If relocating all the server is not possible and you can not create new specialized webservices, you could add a bridge, located near the webservices server. This bridge would provide the specialized webservices and be in charge of calling the atomic webservices. Instead of 0.7s * 5 you'd have 0.7s + 5 * 0.1 for example.
PHP.INI
output_buffering = On
output_handler = ob_gzhandler
zlib.output_compression = Off
Do you know for sure that it is the network latency slowing down each request? 0.7s seems a long round time, as Benoit says. I'd look at doing some benchmarking - you can do this with curl, although I'm not sure how this would work with your soap client.
Something like:
$ch = curl_init('http://path/to/sanfrancisco/');
curl_setopt($ch, CURLOPT_RETURNTRANSFER, true);
$output = curl_exec($ch);
$info = curl_getinfo($ch);
$info will return an array including elements for total_time, namelookup_time, connect_time, pretransfer_time, starttransfer_time and redirect_time. From these you should be able to work out whether it's the dns, request, the actual soap server or the response that's taking up the time.
One obvious thing that's just occurred to me is are you requesting the SOAP server via a domain or an IP? If you're using a domain, your dns might be slowing things down significantly (although it will be cached at several stages). Check your local dns time (in your soap client or php.ini - not sure) and the TTL of your domain (in your DNS Zone). Set up a static IP for your SanFran server and reference it that way if not already.
Optimize the Servers (not the client!) HTTP response by using caching and HTTP compressing. Check out the tips at yahoo http://developer.yahoo.com/performance/rules.html
1 You can assert your soap server use gzip compression for http content, as well as your site output does. A 0,7s roundup to SF seems a bit long, it's either webservice is long to answer, either there is an important natwork latency.
If you can, give a try to other hosting companies for your belgium server, in France some got a far better connectivity to the US than others.
I experienced to move a website from one host o another and network latency between Paris and New york has almost doubled ! it's uge and my client with a lot of US visitors was unhappy with it.
The solution of relocating web server to SF can be an option, you'll get a far better connectivity between servers, but be careful of latency if your visitors are mainly located in Europe.
2 You can use an opcode cache mecanism, such as xcache or APC. It wil not change the soap latency, but will improve php execution time.
3 Depending if soap request are repetitive, and how long could a content update could be extended, you can give it a real improvement using cache on soap results.
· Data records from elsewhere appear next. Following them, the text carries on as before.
//! Output formats for syntax trees
//!
//! - treeviz: indented one-node-per-line view for humans and snapshot tests
//! - json: structured output for downstream tooling

pub mod json;
pub mod registry;
pub mod treeviz;

pub use json::{to_json_value, JsonFormatter};
pub use registry::{FormatError, FormatParams, FormatRegistry, Formatter};
pub use treeviz::{to_treeviz_str, to_treeviz_str_with_params, TreevizFormatter};
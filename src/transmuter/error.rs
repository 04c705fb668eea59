//! Error types for lexing, grammar construction and parsing
//!
//!     Messages keep the `<file>:<line>:<column>: <Kind> Error: <description>` layout so that
//!     editors and build tools can jump to the reported location. The engine itself never
//!     prints; reporting is up to the caller.

use crate::transmuter::range::Position;
use thiserror::Error;

/// Errors raised by the lexer while scanning a token.
#[derive(Debug, Clone, PartialEq, Eq, Error)]
pub enum LexicalError {
    /// The input ended before a visible token could be recognised.
    #[error("{filename}:{position}: Lexical Error: Unexpected end of input.")]
    EndOfInput { filename: String, position: Position },
    /// The automaton ran out of live states without ever accepting.
    #[error("{filename}:{position}: Lexical Error: Could not match any token.")]
    NoToken { filename: String, position: Position },
}

impl LexicalError {
    pub fn position(&self) -> Position {
        match self {
            LexicalError::EndOfInput { position, .. } | LexicalError::NoToken { position, .. } => {
                *position
            }
        }
    }

    pub fn is_end_of_input(&self) -> bool {
        matches!(self, LexicalError::EndOfInput { .. })
    }
}

/// Errors reported by the top-level driver. Each corresponds to one failed parse run.
#[derive(Debug, Clone, PartialEq, Eq, Error)]
pub enum ParseError {
    /// No derivation of the rule survived.
    #[error("{filename}:{position}: Syntax Error: In {rule}: Could not find a parsing path.")]
    NoPath {
        filename: String,
        rule: String,
        position: Position,
    },
    /// The start rule matched, but no derivation spans the whole input.
    #[error("{filename}:{position}: Syntax Error: In {rule}: Expected end of input.")]
    Incomplete {
        filename: String,
        rule: String,
        position: Position,
    },
    #[error("<conditions>:0:0: Syntax Error: Could not match any starting symbol from given conditions.")]
    NoStart,
    #[error("<conditions>:0:0: Syntax Error: Matched multiple starting symbols from given conditions ({}).", .rules.join(", "))]
    MultipleStart { rules: Vec<String> },
    /// Rule instantiations nested deeper than the configured limit.
    #[error("{filename}:{position}: Syntax Error: In {rule}: Exceeded the maximum rule nesting depth of {limit}.")]
    DepthLimit {
        filename: String,
        rule: String,
        position: Position,
        limit: usize,
    },
}

impl ParseError {
    /// Name of the rule the error is reported against, if any.
    pub fn rule(&self) -> Option<&str> {
        match self {
            ParseError::NoPath { rule, .. }
            | ParseError::Incomplete { rule, .. }
            | ParseError::DepthLimit { rule, .. } => Some(rule),
            ParseError::NoStart | ParseError::MultipleStart { .. } => None,
        }
    }
}

/// Errors raised while assembling a lexicon or a grammar.
#[derive(Debug, Clone, PartialEq, Eq, Error)]
pub enum GrammarError {
    #[error("Rule `{0}` is referenced but never defined")]
    UndefinedRule(String),
    #[error("Rule `{0}` is defined more than once")]
    DuplicateRule(String),
    #[error("Rule id {0} does not belong to this grammar")]
    UnknownRule(usize),
    #[error("Tag `{0}` is declared more than once")]
    DuplicateTag(String),
    #[error("Tag `{0}` is not declared in the lexicon")]
    UndefinedTag(String),
    #[error("Tag id {0} does not belong to this lexicon")]
    UnknownTag(usize),
    #[error("Tag `{0}` uses the accept marker as a start state")]
    AcceptAsStart(String),
    #[error("Grammar declares no start rule")]
    NoStartRules,
}

/// Umbrella error for applications that drive the whole toolchain.
#[derive(Debug, Error)]
pub enum TransmuterError {
    #[error(transparent)]
    Lexical(#[from] LexicalError),
    #[error(transparent)]
    Parse(#[from] ParseError),
    #[error(transparent)]
    Grammar(#[from] GrammarError),
    #[error(transparent)]
    Format(#[from] crate::transmuter::formats::FormatError),
    #[error("Configuration error: {0}")]
    Config(#[from] config::ConfigError),
    #[error("I/O error: {0}")]
    Io(#[from] std::io::Error),
}

#[cfg(test)]
mod tests {
    use super::*;

    #[test]
    fn test_lexical_error_format() {
        let error = LexicalError::EndOfInput {
            filename: "input.aether".to_string(),
            position: Position::new(10, 2, 4),
        };
        assert_eq!(
            error.to_string(),
            "input.aether:2:4: Lexical Error: Unexpected end of input."
        );
        assert!(error.is_end_of_input());
    }

    #[test]
    fn test_no_path_format() {
        let error = ParseError::NoPath {
            filename: "<stdin>".to_string(),
            rule: "Root".to_string(),
            position: Position::START,
        };
        assert_eq!(
            error.to_string(),
            "<stdin>:1:1: Syntax Error: In Root: Could not find a parsing path."
        );
        assert_eq!(error.rule(), Some("Root"));
    }

    #[test]
    fn test_incomplete_format() {
        let error = ParseError::Incomplete {
            filename: "<stdin>".to_string(),
            rule: "Root".to_string(),
            position: Position::new(1, 1, 2),
        };
        assert_eq!(
            error.to_string(),
            "<stdin>:1:2: Syntax Error: In Root: Expected end of input."
        );
    }

    #[test]
    fn test_start_selection_format() {
        assert_eq!(
            ParseError::NoStart.to_string(),
            "<conditions>:0:0: Syntax Error: Could not match any starting symbol from given conditions."
        );
        let multiple = ParseError::MultipleStart {
            rules: vec!["Lexicon".to_string(), "Grammar".to_string()],
        };
        assert!(multiple.to_string().ends_with("(Lexicon, Grammar)."));
        assert_eq!(multiple.rule(), None);
    }
}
I suggest you to use in-memory caching system (Like xcache/memcached or other) because they're ay much faster than file or DB cache system.
From your class, the createclient method isn't the most adapted exemple functionality to be cached, but for any read operation it's just the best way to perf :
private function _createClient()
{
$xcache_key = 'clientcache'
if (!xcache_isset($key)) {
$ttl = 3600; //one hour cache lifetime
$client = $this->_getClient(); ///private method embedding your soap request
xcache_set($xcache_key, $client, $ttl);
return $client;
}
//return result form mem cache
return xcache_get($xcache_key);
}
The example is for xcache extension, but you can use other systems in a very similar manner
4 To go further you can use similar mecanism to cache your php processing results (like template rendering output and other ressource consumming operations). The key to success with this technic is to know exactly wich part is cached and for how long it will stay withous refreshing.
Any chance of using an AJAX interface.. if the requests can be happening in the background, you will not seem to be left waiting for the response.